D’un paysage clairsemé à un écosystème interconnecté : comment le financement des organisations féministes et pour la justice peut mieux faire, et s’améliorer

Cet article est basé sur de longues discussions et la contribution remarquable de personnes de l'AWID, particulièrement Fenya Fischer et Kamardip Singh, et de son univers. Nous voulons remercier particulièrement Asa Elden, Nerea Craviotto, et Shareen Gokal, Kellea Miller avec une reconnaissance spéciale pour les participant-e-s du rassemblement « Money and Movements » (l'argent et les mouvements), du Consortium Count Me In!, qui a eu lieu à Naivasha, au Kenya, du 11 au 14 avril 2018.

Nouvelles orientations, mêmes vieilles questions

Si vous avez passé du temps dans un espace féministe ces dix dernières années, vous avez entendu la question : « Mais où est l’argent pour les droits des femmes ? ».

L’AWID et ses partenaires et allié·e·s se posent la question depuis le début des années 2000. Les résultats d’études et de recherches révèlent que les organisations pour les droits des femmes sont largement sous-financées et que nombre d’entre elles ont un budget opérationnel annuel inférieur à 20 000 USD, avec peu d’accès à un soutien général pluriannuel flexible.
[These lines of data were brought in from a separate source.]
//! A package's resources keyed by href.

use super::Resource;
use crate::common::{Error, Result};
use std::collections::btree_map;
use std::collections::{BTreeMap, HashMap};

/// Resources of one package, ordered by href.
///
/// Every resource added receives a unique, valid id.
#[derive(Debug, Clone)]
pub struct Resources {
    resources: BTreeMap<String, Resource>,
    /// id -> href; an entry is live only while that resource still carries the id
    ids: HashMap<String, String>,
    last_id: u32,
}

impl Default for Resources {
    fn default() -> Self {
        Self {
            resources: BTreeMap::new(),
            ids: HashMap::new(),
            last_id: 1,
        }
    }
}

impl Resources {
    pub fn new() -> Self {
        Self::default()
    }

    /// Add a resource, assigning or repairing its id.
    ///
    /// A resource already stored under the same href is replaced and
    /// returned.
    ///
    /// ```
    /// use quire::resource::{Resource, Resources};
    ///
    /// let mut resources = Resources::new();
    /// resources.add(Resource::from_text("<p/>", "ch1.xhtml"));
    /// resources.add(Resource::from_bytes(vec![0u8; 8], "cover.png"));
    ///
    /// assert_eq!(resources.get("ch1.xhtml").and_then(|r| r.id()), Some("item_1"));
    /// assert_eq!(resources.get("cover.png").and_then(|r| r.id()), Some("image_1"));
    /// ```
    pub fn add(&mut self, mut resource: Resource) -> Option<Resource> {
        self.fix_id(&mut resource);
        if let Some(id) = resource.id() {
            self.ids.insert(id.to_string(), resource.href().to_string());
        }
        self.resources
            .insert(resource.href().to_string(), resource)
    }

    #[inline]
    pub fn get(&self, href: &str) -> Option<&Resource> {
        self.resources.get(href)
    }

    /// Mutable access to a stored resource.
    ///
    /// Change ids with [`Resources::set_id`]; an id set directly on the
    /// returned resource is not indexed.
    #[inline]
    pub fn get_mut(&mut self, href: &str) -> Option<&mut Resource> {
        self.resources.get_mut(href)
    }

    pub fn get_by_id(&self, id: &str) -> Option<&Resource> {
        self.ids
            .get(id)
            .and_then(|href| self.resources.get(href))
            .filter(|resource| resource.id() == Some(id))
    }

    /// Give the resource at `href` a new id.
    ///
    /// # Errors
    ///
    /// [`Error::ResourceNotFound`], [`Error::InvalidId`], or
    /// [`Error::DuplicateId`] when another resource carries `id`.
    pub fn set_id(&mut self, href: &str, id: &str) -> Result<()> {
        if self.get_by_id(id).is_some_and(|other| other.href() != href) {
            return Err(Error::DuplicateId(id.to_string()));
        }
        let resource = self
            .resources
            .get_mut(href)
            .ok_or_else(|| Error::ResourceNotFound(href.to_string()))?;
        let previous = resource.id().map(str::to_string);
        resource.set_id(id)?;
        if let Some(previous) = previous {
            self.ids.remove(&previous);
        }
        self.ids.insert(id.to_string(), href.to_string());
        Ok(())
    }

    #[inline]
    pub fn contains(&self, href: &str) -> bool {
        self.resources.contains_key(href)
    }

    pub fn contains_id(&self, id: &str) -> bool {
        self.get_by_id(id).is_some()
    }

    pub fn remove(&mut self, href: &str) -> Option<Resource> {
        let resource = self.resources.remove(href)?;
        if let Some(id) = resource.id()
            && self.ids.get(id).is_some_and(|indexed| indexed == href)
        {
            self.ids.remove(id);
        }
        Some(resource)
    }

    /// Move the resource at `from` to the href `to`.
    ///
    /// # Errors
    ///
    /// [`Error::ResourceNotFound`] if nothing is stored at `from`,
    /// [`Error::DuplicateHref`] if `to` is already taken.
    pub fn rename(&mut self, from: &str, to: &str) -> Result<()> {
        if from == to {
            return if self.contains(from) {
                Ok(())
            } else {
                Err(Error::ResourceNotFound(from.to_string()))
            };
        }
        if self.contains(to) {
            return Err(Error::DuplicateHref(to.to_string()));
        }
        let mut resource = self
            .resources
            .remove(from)
            .ok_or_else(|| Error::ResourceNotFound(from.to_string()))?;
        resource.set_href(to.to_string());
        if let Some(id) = resource.id() {
            self.ids.insert(id.to_string(), to.to_string());
        }
        self.resources.insert(to.to_string(), resource);
        Ok(())
    }

    pub fn iter(&self) -> btree_map::Values<'_, String, Resource> {
        self.resources.values()
    }

    pub fn iter_mut(&mut self) -> btree_map::ValuesMut<'_, String, Resource> {
        self.resources.values_mut()
    }

    #[inline]
    pub fn len(&self) -> usize {
        self.resources.len()
    }

    #[inline]
    pub fn is_empty(&self) -> bool {
        self.resources.is_empty()
    }

    pub fn hrefs(&self) -> impl Iterator<Item = &str> + '_ {
        self.resources.keys().map(String::as_str)
    }

    /// Release the cached bytes of every store-backed resource.
    pub fn release_all(&mut self) {
        for resource in self.resources.values_mut() {
            resource.release();
        }
    }

    /// Sum of all resource sizes; never loads anything.
    pub fn total_size(&self) -> u64 {
        self.resources.values().map(Resource::size).sum()
    }

    /// XHTML/HTML content documents.
    pub fn markup_resources(&self) -> impl Iterator<Item = &Resource> + '_ {
        self.resources.values().filter(|r| r.is_markup())
    }

    pub(crate) fn map_mut(&mut self) -> &mut BTreeMap<String, Resource> {
        &mut self.resources
    }

    fn fix_id(&mut self, resource: &mut Resource) {
        let prefix = id_prefix(resource);
        let repaired = resource
            .id()
            .filter(|id| !id.trim().is_empty())
            .map(|id| make_valid_id(id.trim(), prefix));

        let taken_by_other = |id: &str| {
            self.get_by_id(id)
                .is_some_and(|other| other.href() != resource.href())
        };

        let id = match repaired {
            Some(id) if !taken_by_other(&id) => id,
            _ => self.unique_id(prefix),
        };
        resource.set_id_unchecked(id);
    }

    fn unique_id(&mut self, prefix: &str) -> String {
        let mut counter = self.last_id;
        let mut id = format!("{prefix}{counter}");
        while self.contains_id(&id) {
            counter += 1;
            id = format!("{prefix}{counter}");
        }
        self.last_id = counter;
        id
    }
}

impl<'a> IntoIterator for &'a Resources {
    type Item = &'a Resource;
    type IntoIter = btree_map::Values<'a, String, Resource>;

    fn into_iter(self) -> Self::IntoIter {
        self.iter()
    }
}

impl FromIterator<Resource> for Resources {
    fn from_iter<I: IntoIterator<Item = Resource>>(iter: I) -> Self {
        let mut resources = Resources::new();
        for resource in iter {
            resources.add(resource);
        }
        resources
    }
}

fn id_prefix(resource: &Resource) -> &'static str {
    if resource.media_type().is_some_and(|m| m.is_image()) {
        "image_"
    } else {
        "item_"
    }
}

fn is_name_start(c: char) -> bool {
    c == '_' || c.is_alphabetic()
}

fn is_name_char(c: char) -> bool {
    is_name_start(c) || c.is_numeric() || c == '-' || c == '.' || c == '\u{B7}'
}

/// XML name without a colon.
pub(crate) fn is_valid_ncname(s: &str) -> bool {
    let mut chars = s.chars();
    match chars.next() {
        Some(first) if is_name_start(first) => chars.all(is_name_char),
        _ => false,
    }
}

fn make_valid_id(id: &str, prefix: &str) -> String {
    let body: String = id
        .chars()
        .map(|c| if is_name_char(c) { c } else { '_' })
        .collect();
    match body.chars().next() {
        Some(first) if is_name_start(first) => body,
        _ => format!("{prefix}{body}"),
    }
}

#[cfg(test)]
mod tests {
    use super::*;

    #[test]
    fn test_is_valid_ncname() {
        assert!(is_valid_ncname("chapter1"));
        assert!(is_valid_ncname("_x.y-z"));
        assert!(is_valid_ncname("é"));
        assert!(!is_valid_ncname(""));
        assert!(!is_valid_ncname("1st"));
        assert!(!is_valid_ncname("a:b"));
        assert!(!is_valid_ncname("a b"));
    }

    #[test]
    fn test_id_assignment_counters() {
        let mut resources = Resources::new();
        resources.add(Resource::new("a.xhtml"));
        resources.add(Resource::new("b.xhtml"));
        resources.add(Resource::from_bytes(vec![1], "c.jpg"));

        assert_eq!(resources.get("a.xhtml").and_then(|r| r.id()), Some("item_1"));
        assert_eq!(resources.get("b.xhtml").and_then(|r| r.id()), Some("item_2"));
        assert_eq!(resources.get("c.jpg").and_then(|r| r.id()), Some("image_2"));
    }

    #[test]
    fn test_id_repair() {
        let mut resources = Resources::new();
        let mut numeric = Resource::new("one.xhtml");
        numeric.set_id_unchecked("1".to_string());
        resources.add(numeric);
        assert_eq!(resources.get("one.xhtml").and_then(|r| r.id()), Some("item_1"));

        let mut spaced = Resource::new("two.xhtml");
        spaced.set_id_unchecked("my chapter".to_string());
        resources.add(spaced);
        assert_eq!(resources.get("two.xhtml").and_then(|r| r.id()), Some("my_chapter"));

        // A clashing id is replaced by a generated one.
        let clash = Resource::new("three.xhtml").with_id("my_chapter").unwrap();
        resources.add(clash);
        let id = resources.get("three.xhtml").and_then(|r| r.id()).unwrap();
        assert_ne!(id, "my_chapter");
        assert!(is_valid_ncname(id));
    }

    #[test]
    fn test_id_index_follows_changes() {
        let mut resources: Resources = (0..2000)
            .map(|i| Resource::new(format!("ch{i:04}.xhtml")))
            .collect();
        assert_eq!(resources.len(), 2000);
        assert_eq!(
            resources.get_by_id("item_2000").map(Resource::href),
            Some("ch1999.xhtml")
        );

        resources.rename("ch0000.xhtml", "front.xhtml").unwrap();
        assert_eq!(
            resources.get_by_id("item_1").map(Resource::href),
            Some("front.xhtml")
        );

        resources.set_id("front.xhtml", "cover").unwrap();
        assert!(!resources.contains_id("item_1"));
        assert!(resources.contains_id("cover"));
        assert!(matches!(
            resources.set_id("ch0001.xhtml", "cover"),
            Err(Error::DuplicateId(_))
        ));
        assert!(matches!(
            resources.set_id("ch0001.xhtml", "2nd"),
            Err(Error::InvalidId(_))
        ));

        resources.remove("front.xhtml");
        assert!(!resources.contains_id("cover"));
        resources.add(Resource::new("late.xhtml"));
        assert_eq!(resources.get("late.xhtml").and_then(|r| r.id()), Some("item_2001"));
    }

    #[test]
    fn test_add_replaces_same_href() {
        let mut resources = Resources::new();
        assert!(resources.add(Resource::from_text("old", "a.css")).is_none());
        let previous = resources.add(Resource::from_text("new", "a.css")).unwrap();
        assert_eq!(previous.data().unwrap().as_ref(), b"old");
        assert_eq!(resources.len(), 1);
    }

    #[test]
    fn test_rename_rekeys() {
        let mut resources: Resources = [
            Resource::new("a.xhtml"),
            Resource::new("b.xhtml"),
        ]
        .into_iter()
        .collect();

        resources.rename("a.xhtml", "z.xhtml").unwrap();
        assert!(!resources.contains("a.xhtml"));
        assert_eq!(resources.get("z.xhtml").map(Resource::href), Some("z.xhtml"));
        assert_eq!(resources.hrefs().collect::<Vec<_>>(), ["b.xhtml", "z.xhtml"]);

        assert!(matches!(
            resources.rename("b.xhtml", "z.xhtml"),
            Err(Error::DuplicateHref(_))
        ));
        assert!(matches!(
            resources.rename("missing.xhtml", "y.xhtml"),
            Err(Error::ResourceNotFound(_))
        ));
    }

    #[test]
    fn test_sizes_and_filters() {
        let mut resources = Resources::new();
        resources.add(Resource::from_text("<p/>", "a.xhtml"));
        resources.add(Resource::from_bytes(vec![0; 10], "b.png"));
        resources.add(Resource::from_text("p{}", "c.css"));

        assert_eq!(resources.total_size(), 17);
        let markup: Vec<&str> = resources.markup_resources().map(Resource::href).collect();
        assert_eq!(markup, ["a.xhtml"]);
        assert!(resources.get_by_id("item_1").is_some());
        assert!(resources.remove("b.png").is_some());
        assert_eq!(resources.len(), 2);
    }

    #[test]
    fn test_release_all_keeps_eager_content() {
        use crate::resource::store::{MemoryStore, StoreRef};
        use std::sync::Arc;

        let store = Arc::new(MemoryStore::new());
        store.insert("ch1.xhtml", b"<p>1</p>".to_vec());
        let len = store.entry_len("ch1.xhtml").unwrap();

        let mut resources = Resources::new();
        resources.add(Resource::lazy(StoreRef::new(store, "ch1.xhtml", len), "ch1.xhtml"));
        resources.add(Resource::from_text("p{}", "a.css"));
        for resource in resources.iter_mut() {
            resource.load().unwrap();
        }

        resources.release_all();
        assert!(!resources.get("ch1.xhtml").unwrap().is_initialized());
        assert!(resources.get("a.css").unwrap().is_initialized());
        assert_eq!(resources.total_size(), 11);
    }
}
Les activistes et bailleurs de fonds ont inscrit cette recherche dans leurs campagnes de plaidoyer en vue de modifier l’équilibre des collectes de ressources.

Malgré quelques avancées, après des années de surveillance, de recherche et de plaidoyer en faveur de davantage d’argent, mieux ciblé, le paysage actuel du financement est loin d’être adapté aux besoins et aux revendications des mouvements de défense des droits et de la justice. Il correspond à ce que Michael Edwards, écrivain et activiste dans le domaine de la philanthropie et de la transformation sociale, dénomme une « infrastructure » composée de piliers de financement distincts, de catégories d’acteur·trice·s et secteurs divers, ayant chacun·e leurs propres mécanismes de redevabilité et leurs structures et processus de prises de décision.

À l’exception de quelques financements publics, de financements d’organisations de femmes et de revenus autogénérés, ces piliers et leurs processus décisionnels ne se situent directement pas au sein des mouvements eux-mêmes.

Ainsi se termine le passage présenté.